What would WB Yeats have to say about that?
Romantic Ireland’s dead and gone
It’s with O’Leary in the grave.
And in the spirit of the old Ireland, which I’m old enough to have vague memories of, enjoy this beautifully sad Patrick Kavanagh poem turned into a hauntingly gorgeous tune by Luke Kelly of the Dubliners.
Yes, Happy St. Patrick's Day. I have never even been to Ireland, but I think that Ireland has influenced my life in profound ways. I grew up in an Irish Catholic neighborhood in the USA in the 1950s and 1960s. Just about every kid in the neighborhood, myself included, went to Catholic schools. There were many excesses in terms of rigidity and legalism and other pathologies, but we did learn some important core truths. Later, I would learn more core truths through actually reading the Bible and focusing more on Jesus Christ and less on man-made religiosity.

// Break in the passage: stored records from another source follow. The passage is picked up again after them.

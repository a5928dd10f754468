//! Delivery sinks: where emergency triggers leave the engine.
//!
//! The application layer implements [`DeliverySink`] to react to a trigger
//! (on Android: forward it over the method channel to the UI, which picks
//! the contact and composes the SMS). Sinks are called from the arbiter's
//! dispatcher thread, never from a sensor callback.

use crate::core::EmergencyDelivery;
use crossbeam_channel::Sender;
use std::io::Write;
use std::sync::{Mutex, PoisonError};

/// Action name the UI layer listens for.
pub const TRIGGER_ACTION: &str = "TRIGGER_EMERGENCY_SHARING";

/// Receiver of emergency deliveries.
pub trait DeliverySink: Send + Sync {
    fn deliver(&self, delivery: &EmergencyDelivery) -> Result<(), DeliveryError>;
}

/// A sink could not hand the trigger on.
#[derive(Debug, Clone, PartialEq, Eq)]
pub struct DeliveryError(pub String);

impl DeliveryError {
    pub fn new(message: impl Into<String>) -> Self {
        Self(message.into())
    }
}

impl std::fmt::Display for DeliveryError {
    fn fmt(&self, f: &mut std::fmt::Formatter<'_>) -> std::fmt::Result {
        write!(f, "Delivery failed: {}", self.0)
    }
}

impl std::error::Error for DeliveryError {}

/// Forwards deliveries into a channel, e.g. toward a UI event loop.
pub struct ChannelSink {
    sender: Sender<EmergencyDelivery>,
}

impl ChannelSink {
    pub fn new(sender: Sender<EmergencyDelivery>) -> Self {
        Self { sender }
    }
}

impl DeliverySink for ChannelSink {
    fn deliver(&self, delivery: &EmergencyDelivery) -> Result<(), DeliveryError> {
        self.sender
            .send(delivery.clone())
            .map_err(|_| DeliveryError::new("receiver disconnected"))
    }
}

/// Logs each delivery and does nothing else.
#[derive(Debug, Default)]
pub struct LogSink;

impl DeliverySink for LogSink {
    fn deliver(&self, delivery: &EmergencyDelivery) -> Result<(), DeliveryError> {
        tracing::info!(
            action = TRIGGER_ACTION,
            gesture = %delivery.trigger.source,
            id = %delivery.id,
            "emergency trigger delivered"
        );
        Ok(())
    }
}

/// Writes one JSON object per delivery, newline separated.
pub struct JsonLinesSink<W: Write + Send> {
    writer: Mutex<W>,
}

impl<W: Write + Send> JsonLinesSink<W> {
    pub fn new(writer: W) -> Self {
        Self {
            writer: Mutex::new(writer),
        }
    }

    pub fn into_inner(self) -> W {
        self.writer
            .into_inner()
            .unwrap_or_else(PoisonError::into_inner)
    }
}

impl<W: Write + Send> DeliverySink for JsonLinesSink<W> {
    fn deliver(&self, delivery: &EmergencyDelivery) -> Result<(), DeliveryError> {
        let line = serde_json::json!({
            "action": TRIGGER_ACTION,
            "delivery": delivery,
        });
        let mut writer = self.writer.lock().unwrap_or_else(PoisonError::into_inner);
        serde_json::to_writer(&mut *writer, &line).map_err(|e| DeliveryError::new(e.to_string()))?;
        writer
            .write_all(b"\n")
            .and_then(|_| writer.flush())
            .map_err(|e| DeliveryError::new(e.to_string()))
    }
}

/// Adapts a closure into a sink.
pub struct FnSink<F> {
    f: F,
}

impl<F> FnSink<F>
where
    F: Fn(&EmergencyDelivery) -> Result<(), DeliveryError> + Send + Sync,
{
    pub fn new(f: F) -> Self {
        Self { f }
    }
}

impl<F> DeliverySink for FnSink<F>
where
    F: Fn(&EmergencyDelivery) -> Result<(), DeliveryError> + Send + Sync,
{
    fn deliver(&self, delivery: &EmergencyDelivery) -> Result<(), DeliveryError> {
        (self.f)(delivery)
    }
}

#[cfg(test)]
mod tests {
    use super::*;
    use crate::core::{EmergencyTrigger, GestureSource};

    fn delivery() -> EmergencyDelivery {
        EmergencyDelivery::new(EmergencyTrigger {
            source: GestureSource::Chop,
            at: 1200,
        })
    }

    #[test]
    fn test_channel_sink_forwards() {
        let (tx, rx) = crossbeam_channel::unbounded();
        let sink = ChannelSink::new(tx);
        let d = delivery();
        sink.deliver(&d).unwrap();
        assert_eq!(rx.try_recv().unwrap(), d);
    }

    #[test]
    fn test_channel_sink_reports_disconnect() {
        let (tx, rx) = crossbeam_channel::unbounded();
        drop(rx);
        assert!(ChannelSink::new(tx).deliver(&delivery()).is_err());
    }

    #[test]
    fn test_json_lines_sink_output() {
        let sink = JsonLinesSink::new(Vec::new());
        sink.deliver(&delivery()).unwrap();
        sink.deliver(&delivery()).unwrap();

        let out = String::from_utf8(sink.into_inner()).unwrap();
        let lines: Vec<&str> = out.lines().collect();
        assert_eq!(lines.len(), 2);

        let first: serde_json::Value = serde_json::from_str(lines[0]).unwrap();
        assert_eq!(first["action"], TRIGGER_ACTION);
        assert_eq!(first["delivery"]["trigger"]["source"], "chop");
        assert_eq!(first["delivery"]["trigger"]["at"], 1200);
    }
}
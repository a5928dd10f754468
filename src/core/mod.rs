//! Gesture-detection core.
//!
//! This module contains:
//! - The power-press detector (triple screen toggle)
//! - The chop detector (triple z-axis spike)
//! - The arbiter that turns detector output into emergency deliveries

pub mod arbiter;
pub mod chop;
pub mod detector;
pub mod power_press;

// Re-export commonly used types
pub use arbiter::{Arbiter, EmergencyDelivery, EmergencyTrigger};
pub use chop::ChopDetector;
pub use detector::{DetectorState, GestureSource, Triggered};
pub use power_press::PowerPressDetector;

/// Power-press: maximum gap (ms) between toggles of one sequence.
pub const RESET_WINDOW_MS: u64 = 2000;

/// Chop: minimum spacing (ms) between two counted chops.
pub const REFRACTORY_PERIOD_MS: u64 = 500;

/// Chop: |z| (m/s²) a sample must exceed to count.
pub const CHOP_THRESHOLD: f64 = 15.0;

/// Qualifying events needed for either gesture.
pub const TRIGGER_THRESHOLD: u32 = 3;
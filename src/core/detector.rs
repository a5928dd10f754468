//! State and output shared by both gesture detectors.

use crate::clock::Timestamp;
use serde::{Deserialize, Serialize};

/// Which gesture produced a trigger.
#[derive(Debug, Clone, Copy, PartialEq, Eq, Hash, Serialize, Deserialize)]
#[serde(rename_all = "snake_case")]
pub enum GestureSource {
    /// Triple power-button press, seen as screen on/off transitions
    PowerPress,
    /// Triple accelerometer chop
    Chop,
}

impl GestureSource {
    pub fn as_str(&self) -> &'static str {
        match self {
            GestureSource::PowerPress => "power_press",
            GestureSource::Chop => "chop",
        }
    }
}

impl std::fmt::Display for GestureSource {
    fn fmt(&self, f: &mut std::fmt::Formatter<'_>) -> std::fmt::Result {
        f.write_str(self.as_str())
    }
}

/// A detector reached its trigger threshold.
#[derive(Debug, Clone, Copy, PartialEq, Eq, Serialize, Deserialize)]
pub struct Triggered {
    pub source: GestureSource,
    /// Time of the event that completed the gesture
    pub at: Timestamp,
}

/// Counting state of one detector.
///
/// `count` stays within `[0, trigger_threshold)` between calls: reaching the
/// threshold resets it to 0 in the same step that emits [`Triggered`].
#[derive(Debug, Clone, Copy, Default, PartialEq, Eq, Serialize, Deserialize)]
pub struct DetectorState {
    /// Qualifying events since the last reset or trigger
    pub count: u32,
    /// Time of the most recently accepted qualifying event
    pub last_event_time: Option<Timestamp>,
}

impl DetectorState {
    /// Count an accepted event. Returns true when `threshold` was reached,
    /// in which case the count is already back at 0.
    pub(crate) fn accept(&mut self, at: Timestamp, threshold: u32) -> bool {
        self.count += 1;
        self.last_event_time = Some(at);
        if self.count >= threshold {
            self.count = 0;
            true
        } else {
            false
        }
    }

    /// Milliseconds since the last accepted event, or `None` before the first.
    pub(crate) fn gap_to(&self, at: Timestamp) -> Option<i64> {
        self.last_event_time.map(|last| at.saturating_sub(last))
    }
}

#[cfg(test)]
mod tests {
    use super::*;

    #[test]
    fn test_accept_resets_at_threshold() {
        let mut state = DetectorState::default();
        assert!(!state.accept(10, 3));
        assert!(!state.accept(20, 3));
        assert_eq!(state.count, 2);
        assert!(state.accept(30, 3));
        assert_eq!(state.count, 0);
        assert_eq!(state.last_event_time, Some(30));
    }

    #[test]
    fn test_gap_before_first_event() {
        let state = DetectorState::default();
        assert_eq!(state.gap_to(1_000), None);
    }

    #[test]
    fn test_gesture_source_names() {
        assert_eq!(GestureSource::PowerPress.to_string(), "power_press");
        assert_eq!(
            serde_json::to_string(&GestureSource::Chop).unwrap(),
            "\"chop\""
        );
    }
}
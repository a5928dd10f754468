//! Triple chop detection on the accelerometer z axis.
//!
//! A chop is a sample with |z| above the threshold. After a chop is counted,
//! further samples are ignored until the refractory period has passed, so one
//! physical swing that spans several samples counts once.
//!
//! Unlike the power-press detector there is no staleness reset: three chops
//! trigger however far apart they are, as long as each one is outside the
//! refractory period of the previous one.

use super::detector::{DetectorState, GestureSource, Triggered};
use crate::config::DetectorSettings;
use crate::source::MotionSample;

/// Refractory-gated threshold counter over motion samples.
#[derive(Debug, Clone)]
pub struct ChopDetector {
    chop_threshold: f64,
    refractory_period_ms: i64,
    trigger_threshold: u32,
    state: DetectorState,
}

impl ChopDetector {
    pub fn new(settings: &DetectorSettings) -> Self {
        Self {
            chop_threshold: settings.chop_threshold,
            refractory_period_ms: settings.refractory_period_ms as i64,
            trigger_threshold: settings.trigger_threshold.max(1),
            state: DetectorState::default(),
        }
    }

    /// Process one motion sample.
    ///
    /// Samples at or below the threshold, and non-finite samples, leave the
    /// state untouched.
    pub fn on_motion_sample(&mut self, sample: MotionSample) -> Option<Triggered> {
        let z = sample.z_axis_acceleration;
        if !z.is_finite() || z.abs() <= self.chop_threshold {
            return None;
        }

        if let Some(gap) = self.state.gap_to(sample.at) {
            if gap <= self.refractory_period_ms {
                tracing::debug!(
                    gesture = "chop",
                    gap_ms = gap,
                    z,
                    "chop suppressed inside refractory period"
                );
                return None;
            }
        }

        let triggered = self.state.accept(sample.at, self.trigger_threshold);
        tracing::debug!(
            gesture = "chop",
            z,
            count = self.state.count,
            at_ms = sample.at,
            "chop counted"
        );

        triggered.then(|| Triggered {
            source: GestureSource::Chop,
            at: sample.at,
        })
    }

    pub fn state(&self) -> DetectorState {
        self.state
    }
}

#[cfg(test)]
mod tests {
    use super::*;

    fn detector() -> ChopDetector {
        ChopDetector::new(&DetectorSettings::default())
    }

    fn chop(at: i64) -> MotionSample {
        MotionSample::new(20.0, at)
    }

    #[test]
    fn test_three_spaced_chops_trigger() {
        let mut d = detector();
        assert_eq!(d.on_motion_sample(chop(0)), None);
        assert_eq!(d.on_motion_sample(chop(600)), None);
        assert_eq!(
            d.on_motion_sample(chop(1200)),
            Some(Triggered {
                source: GestureSource::Chop,
                at: 1200
            })
        );
        assert_eq!(d.state().count, 0);
    }

    #[test]
    fn test_refractory_suppresses_close_samples() {
        let mut d = detector();
        d.on_motion_sample(chop(0));
        assert_eq!(d.on_motion_sample(chop(200)), None);
        assert_eq!(d.state().count, 1);
        assert_eq!(d.state().last_event_time, Some(0));
        assert_eq!(d.on_motion_sample(chop(600)), None);
        assert_eq!(d.state().count, 2);
    }

    #[test]
    fn test_refractory_boundary_is_inclusive() {
        let mut d = detector();
        d.on_motion_sample(chop(0));
        assert_eq!(d.on_motion_sample(chop(500)), None);
        assert_eq!(d.state().count, 1);
        d.on_motion_sample(chop(501));
        assert_eq!(d.state().count, 2);
    }

    #[test]
    fn test_weak_samples_do_not_mutate_state() {
        let mut d = detector();
        d.on_motion_sample(chop(0));
        let before = d.state();
        for (i, z) in [15.0, -15.0, 0.0, 9.81, -3.2].into_iter().enumerate() {
            assert_eq!(d.on_motion_sample(MotionSample::new(z, 1000 + i as i64)), None);
        }
        assert_eq!(d.state(), before);
    }

    #[test]
    fn test_negative_z_counts() {
        let mut d = detector();
        d.on_motion_sample(MotionSample::new(-16.0, 0));
        d.on_motion_sample(MotionSample::new(-16.0, 1000));
        assert!(d.on_motion_sample(MotionSample::new(-16.0, 2000)).is_some());
    }

    #[test]
    fn test_non_finite_samples_ignored() {
        let mut d = detector();
        for z in [f64::NAN, f64::INFINITY, f64::NEG_INFINITY] {
            assert_eq!(d.on_motion_sample(MotionSample::new(z, 0)), None);
        }
        assert_eq!(d.state(), DetectorState::default());
    }

    #[test]
    fn test_no_staleness_reset() {
        let mut d = detector();
        d.on_motion_sample(chop(0));
        d.on_motion_sample(chop(60_000));
        assert!(d.on_motion_sample(chop(3_600_000)).is_some());
    }
}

These times, they are a changing... 50's and 60's in Pearl River, small houses,1 bathroom, we played in the street 'till the street lights came on...and then some, didn't know we were poor, simple life, church on Sunday [ no open stores on Sunday back then], off to Grandma's and Grandpa's to play with cousins. I'm not so sure what you saw with kids playing in the streets isn't so bad. Now WOKE, you can blame the ACLU and LBJ's Great Society for that.